Comfort Kitchen restaurant opens in Dorchester
Restaurateurs bring international approach to comfort cuisine
After a three-year delay, Comfort Kitchen restaurant and café opened to the public in a renovated historic building in Upham’s Corner on Jan. 25.
Comfort Kitchen, which serves sandwiches and café fare during the day and a full dinner menu in the evening, is operating with a focus on community and immigrant involvement.
Kwasi Kwaa, chef partner at the restaurant, described the food as “global comfort food” focused on the intersection of travel and trade.
“Every season we’re going to be visiting a new region of the world,” Kwaa said. “We pick ingredients and we pick cooking methods that have traveled throughout the globe, based on those trade sequences, and that’s what we’re trying to follow.”
Biplaw Rai, managing partner at Comfort Kitchen, said the menu aims to explore how people and spices have traveled across the world by celebrating food from the African diaspora while connecting it to the spice trade from South Asia.
“There’s a lot of intersections with it, especially in spices we use, the method of cooking and all,” Rai said. “So that’s what we’re doing, we’re celebrating and we’re exploring that.”
Themes around immigration have also served as key factors in the setup of the restaurant. Both Rai and Kwaa come from immigrant backgrounds — Rai from Nepal, Kwaa from Ghana — which has shaped their process for their work, especially in the context of the food industry. According to the American Community Survey, about one-fifth of workers in the food service industry are foreign-born.
“The restaurant industry is heavily dominated by immigrants, like, immigrants run it. You walk in any kitchen — it could be Japanese, Mexican, American cuisine — a lot of people behind the kitchen are immigrants,” Rai said. “But our experience has been that immigration hasn’t been celebrated like it should be.”
For Kwaa, Comfort Kitchen serves as an opportunity to bring what he considers more needed humanity into the food industry, and a big part of that is respecting the impact of immigrants in the industry.

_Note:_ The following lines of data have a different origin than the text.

//! Aggregate families: `ctr-number`, `ctr-status`, `status`.
//!
//! The two status families have different vocabularies and different
//! normalization. `ctr-status` folds `configured` into `created` and
//! `stopped` into `exited` on both sides; `status` compares the lowercased
//! pod status as-is.

use super::compiler::{fail_closed, Predicate};
use super::error::{FilterError, FilterResult};
use super::family::FilterFamily;
use crate::model::{ContainerState, Pod};

/// Values accepted by `ctr-status`.
pub const CONTAINER_STATUSES: [&str; 6] =
    ["created", "running", "paused", "stopped", "exited", "unknown"];

/// Values accepted by `status`.
pub const POD_STATUSES: [&str; 7] = [
    "stopped", "running", "paused", "exited", "dead", "created", "degraded",
];

/// `ctr-number`: the pod has exactly N containers for some value N.
///
/// Values are parsed on every evaluation; unparsable ones never match.
pub(crate) fn container_number<P: Pod + 'static>(values: &[String]) -> Predicate<P> {
    let values = values.to_vec();
    Predicate::new(FilterFamily::CtrNumber, move |pod: &P| {
        let ids = match pod.container_ids() {
            Ok(ids) => ids,
            Err(err) => return fail_closed(FilterFamily::CtrNumber, pod, &err),
        };
        values
            .iter()
            .filter_map(|value| value.parse::<usize>().ok())
            .any(|want| want == ids.len())
    })
}

/// `ctr-status`: any container is in any of the given states.
pub(crate) fn container_status<P: Pod + 'static>(values: &[String]) -> FilterResult<Predicate<P>> {
    let mut wanted: Vec<&'static str> = Vec::with_capacity(values.len());
    for value in values {
        let Some(status) = CONTAINER_STATUSES
            .iter()
            .copied()
            .find(|status| *status == value.as_str())
        else {
            return Err(FilterError::invalid_container_status(value.as_str()));
        };
        wanted.push(if status == "stopped" { "exited" } else { status });
    }

    Ok(Predicate::new(FilterFamily::CtrStatus, move |pod: &P| {
        let states = match pod.container_states() {
            Ok(states) => states,
            Err(err) => return fail_closed(FilterFamily::CtrStatus, pod, &err),
        };
        states
            .iter()
            .map(|state| normalize_container_state(*state))
            .any(|state| wanted.contains(&state))
    }))
}

/// `status`: the lowercased pod status equals any value.
pub(crate) fn pod_status<P: Pod + 'static>(values: &[String]) -> FilterResult<Predicate<P>> {
    if let Some(bad) = values
        .iter()
        .find(|value| !POD_STATUSES.contains(&value.as_str()))
    {
        return Err(FilterError::invalid_pod_status(bad.as_str()));
    }

    let wanted = values.to_vec();
    Ok(Predicate::new(FilterFamily::Status, move |pod: &P| {
        let status = match pod.status() {
            Ok(status) => status.to_lowercase(),
            Err(err) => return fail_closed(FilterFamily::Status, pod, &err),
        };
        wanted.iter().any(|want| *want == status)
    }))
}

/// Maps a raw container state onto the `ctr-status` vocabulary.
fn normalize_container_state(state: ContainerState) -> &'static str {
    match state {
        ContainerState::Configured => "created",
        ContainerState::Stopped => "exited",
        other => other.as_str(),
    }
}

#[cfg(test)]
mod tests {
    use super::*;

    #[test]
    fn test_normalize_container_state() {
        assert_eq!(normalize_container_state(ContainerState::Configured), "created");
        assert_eq!(normalize_container_state(ContainerState::Stopped), "exited");
        assert_eq!(normalize_container_state(ContainerState::Exited), "exited");
        assert_eq!(normalize_container_state(ContainerState::Running), "running");
        assert_eq!(normalize_container_state(ContainerState::Stopping), "stopping");
    }

    #[test]
    fn test_vocabularies_differ() {
        assert!(CONTAINER_STATUSES.contains(&"unknown"));
        assert!(!POD_STATUSES.contains(&"unknown"));
        assert!(POD_STATUSES.contains(&"degraded"));
        assert!(!CONTAINER_STATUSES.contains(&"degraded"));
    }
}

“We understand that the food industry is very reliant on immigrant labor. Being immigrants — both of us — we’re really trying to showcase not just immigrant food, but also the amount of effort from immigrants that goes into the food industry,” Kwaa said.
A long road
The development of Comfort Kitchen has been a slow process. Originally slated to begin operations in mid-2020, the space did not open to the public for nearly three years due to delays from the COVID-19 pandemic. During that time, the restaurant operated with a pop-up model, temporarily using other spaces across the metro Boston area to serve customers and build a base, testing out menu items that celebrated different cuisines, Rai said.

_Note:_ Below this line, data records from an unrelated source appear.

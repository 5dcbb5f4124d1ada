//! Shell completions command implementation.

use std::io::{self, Write};

use clap::CommandFactory;
use clap_complete::{generate, Shell as ClapShell};

use crate::cli::{Cli, Shell};

impl From<&Shell> for ClapShell {
    fn from(shell: &Shell) -> Self {
        match shell {
            Shell::Bash => ClapShell::Bash,
            Shell::Zsh => ClapShell::Zsh,
            Shell::Fish => ClapShell::Fish,
            Shell::Powershell => ClapShell::PowerShell,
        }
    }
}

/// Generate shell completions for the given shell and write to stdout.
///
/// # Errors
///
/// Returns an error if writing to stdout fails.
pub fn execute(shell: &Shell) -> io::Result<()> {
    let mut stdout = io::stdout();
    write_completions(shell, &mut stdout)?;
    stdout.flush()
}

fn write_completions(shell: &Shell, out: &mut dyn Write) -> io::Result<()> {
    let mut cmd = Cli::command();
    generate(ClapShell::from(shell), &mut cmd, "pf", out);
    Ok(())
}

#[cfg(test)]
mod tests {
    use super::*;

    fn completions_for(shell: Shell) -> String {
        let mut buf = Vec::new();
        write_completions(&shell, &mut buf).unwrap();
        String::from_utf8(buf).unwrap()
    }

    #[test]
    fn test_shell_mapping() {
        assert!(matches!(ClapShell::from(&Shell::Bash), ClapShell::Bash));
        assert!(matches!(ClapShell::from(&Shell::Zsh), ClapShell::Zsh));
        assert!(matches!(ClapShell::from(&Shell::Fish), ClapShell::Fish));
        assert!(matches!(
            ClapShell::from(&Shell::Powershell),
            ClapShell::PowerShell
        ));
    }

    #[test]
    fn test_bash_completions_mention_subcommands() {
        let script = completions_for(Shell::Bash);
        assert!(script.contains("pf"));
        assert!(script.contains("families"));
        assert!(script.contains("--filter"));
    }

    #[test]
    fn test_fish_completions_not_empty() {
        assert!(!completions_for(Shell::Fish).is_empty());
    }
}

The pop-ups allowed them to figure out what worked for their menu, Kwaa said.
“With the pop-ups, we were able to get a chance to kind of fine-tune our systems, if you would,” Kwaa said. “Right now, we’re in a situation where we’re able to open with a team that’s very solid, because we’ve been doing dry runs for the past three years.”

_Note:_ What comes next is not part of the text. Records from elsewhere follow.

//! Parsing of `until` filter values into an absolute instant.
//!
//! Accepted forms:
//! - durations such as `90s`, `10m`, `1h30m` or `1.5h`, meaning that long before now
//! - Unix timestamps in seconds, optionally fractional: `1700000000.25`
//! - RFC 3339 timestamps: `2024-05-01T10:00:00Z`
//! - local date-times and dates: `2024-05-01T10:00:00`, `2024-05-01T10:00`, `2024-05-01`

use chrono::{DateTime, Local, NaiveDate, NaiveDateTime, TimeDelta, TimeZone, Utc};
use thiserror::Error;

/// Errors from computing an `until` instant.
#[derive(Debug, Clone, Error, PartialEq, Eq)]
pub enum UntilError {
    /// `until` takes a single value.
    #[error("specify exactly one timestamp for until, got {0}")]
    WrongCount(usize),

    /// The value is neither a duration nor a timestamp.
    #[error("failed to parse value as time or duration: {0:?}")]
    Invalid(String),
}

/// Computes the instant named by the single `until` value, relative to `now`.
///
/// # Errors
///
/// Returns `UntilError::WrongCount` unless exactly one value is given, and
/// `UntilError::Invalid` if the value cannot be parsed.
pub fn compute_until_timestamp(
    values: &[String],
    now: DateTime<Utc>,
) -> Result<DateTime<Utc>, UntilError> {
    let [value] = values else {
        return Err(UntilError::WrongCount(values.len()));
    };
    parse_timestamp(value.trim(), now).ok_or_else(|| UntilError::Invalid(value.clone()))
}

fn parse_timestamp(value: &str, now: DateTime<Utc>) -> Option<DateTime<Utc>> {
    // a bare "0" is the epoch, not a zero duration
    if value != "0" {
        if let Some(duration) = parse_duration(value) {
            return now.checked_sub_signed(duration);
        }
    }

    if let Some(ts) = parse_unix(value) {
        return Some(ts);
    }

    if let Ok(ts) = DateTime::parse_from_rfc3339(value) {
        return Some(ts.with_timezone(&Utc));
    }

    const LOCAL_LAYOUTS: [&str; 2] = ["%Y-%m-%dT%H:%M:%S%.f", "%Y-%m-%dT%H:%M"];
    let naive = LOCAL_LAYOUTS
        .iter()
        .find_map(|layout| NaiveDateTime::parse_from_str(value, layout).ok())
        .or_else(|| {
            NaiveDate::parse_from_str(value, "%Y-%m-%d")
                .ok()
                .and_then(|date| date.and_hms_opt(0, 0, 0))
        })?;

    Local
        .from_local_datetime(&naive)
        .earliest()
        .map(|ts| ts.with_timezone(&Utc))
}

/// Parses a duration like `1h30m`, `1.5s` or `-10m`.
fn parse_duration(value: &str) -> Option<TimeDelta> {
    let (negative, mut rest) = match value.as_bytes().first()? {
        b'-' => (true, &value[1..]),
        b'+' => (false, &value[1..]),
        _ => (false, value),
    };
    if rest.is_empty() {
        return None;
    }

    let mut total_nanos = 0f64;
    while !rest.is_empty() {
        let number_len = rest
            .find(|c: char| !(c.is_ascii_digit() || c == '.'))
            .unwrap_or(rest.len());
        let (number, tail) = rest.split_at(number_len);
        if number.is_empty() || number == "." {
            return None;
        }
        let unit_len = tail
            .find(|c: char| c.is_ascii_digit() || c == '.')
            .unwrap_or(tail.len());
        let (unit, tail) = tail.split_at(unit_len);

        let scale = match unit {
            "ns" => 1.0,
            "us" | "µs" | "μs" => 1e3,
            "ms" => 1e6,
            "s" => 1e9,
            "m" => 60e9,
            "h" => 3600e9,
            _ => return None,
        };
        total_nanos += number.parse::<f64>().ok()? * scale;
        rest = tail;
    }

    if !total_nanos.is_finite() || total_nanos > i64::MAX as f64 {
        return None;
    }
    let nanos = total_nanos as i64;
    Some(TimeDelta::nanoseconds(if negative { -nanos } else { nanos }))
}

/// Parses `seconds[.fraction]` since the Unix epoch.
fn parse_unix(value: &str) -> Option<DateTime<Utc>> {
    let (secs, frac) = match value.split_once('.') {
        Some((secs, frac)) => (secs, frac),
        None => (value, ""),
    };
    if secs.is_empty()
        || !secs.bytes().all(|b| b.is_ascii_digit())
        || frac.len() > 9
        || !frac.bytes().all(|b| b.is_ascii_digit())
    {
        return None;
    }

    let secs: i64 = secs.parse().ok()?;
    let nanos: u32 = if frac.is_empty() {
        0
    } else {
        format!("{frac:0<9}").parse().ok()?
    };
    DateTime::from_timestamp(secs, nanos)
}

The pop-ups also shaped the opening menu. While the restaurant plans to change food options seasonally, its current menu is something of a selection of “greatest hits,” Rai said, drawing from the items that were most popular before they opened their brick-and-mortar location.
The building’s physical location in Upham’s Corner repurposes what originally served as a “comfort station,” or public restroom, for passengers on Boston’s street car system in the early 20th century. The restaurant’s name draws on that legacy. The building had been vacant since 1977.
Kathy Kottaridis, executive director of Historic Boston Incorporated (HBI), said the building’s transformation from restroom to restaurant is a good example of adaptive reuse.
“The building’s been adapted to a restaurant. The exterior, though, pretty much says, ‘I was built in the early 20th century, and these are the characteristics of that,’ so I think it really is a nice balance,” Kottaridis said.
The exterior of the building retains most of the historical details, with the stucco and terracotta-tile roof preserving the historic features, while the interior, aside from some floor tiling, has very little that is original.
Rai said he finds being and working in a preserved historic building very special.
“Even though the path to our opening was tumultuous in terms of construction and pandemic and the prices rising because of the pandemic, the final product is beautiful,” he said.
Goal: Local ownership
Kottaridis said HBI, which currently serves as landlord for the property, eventually hopes to sell the building to Comfort Kitchen.
“When we do these projects, we don’t want to own them forever; we want to get them into the hands of the people that we worked on them with,” Kottaridis said. “So even with Comfort Kitchen, our goal is to get it to them in five years, when finance compliance matters are out of the way, so that it will be locally owned and taken care of by the folks who helped us develop it.”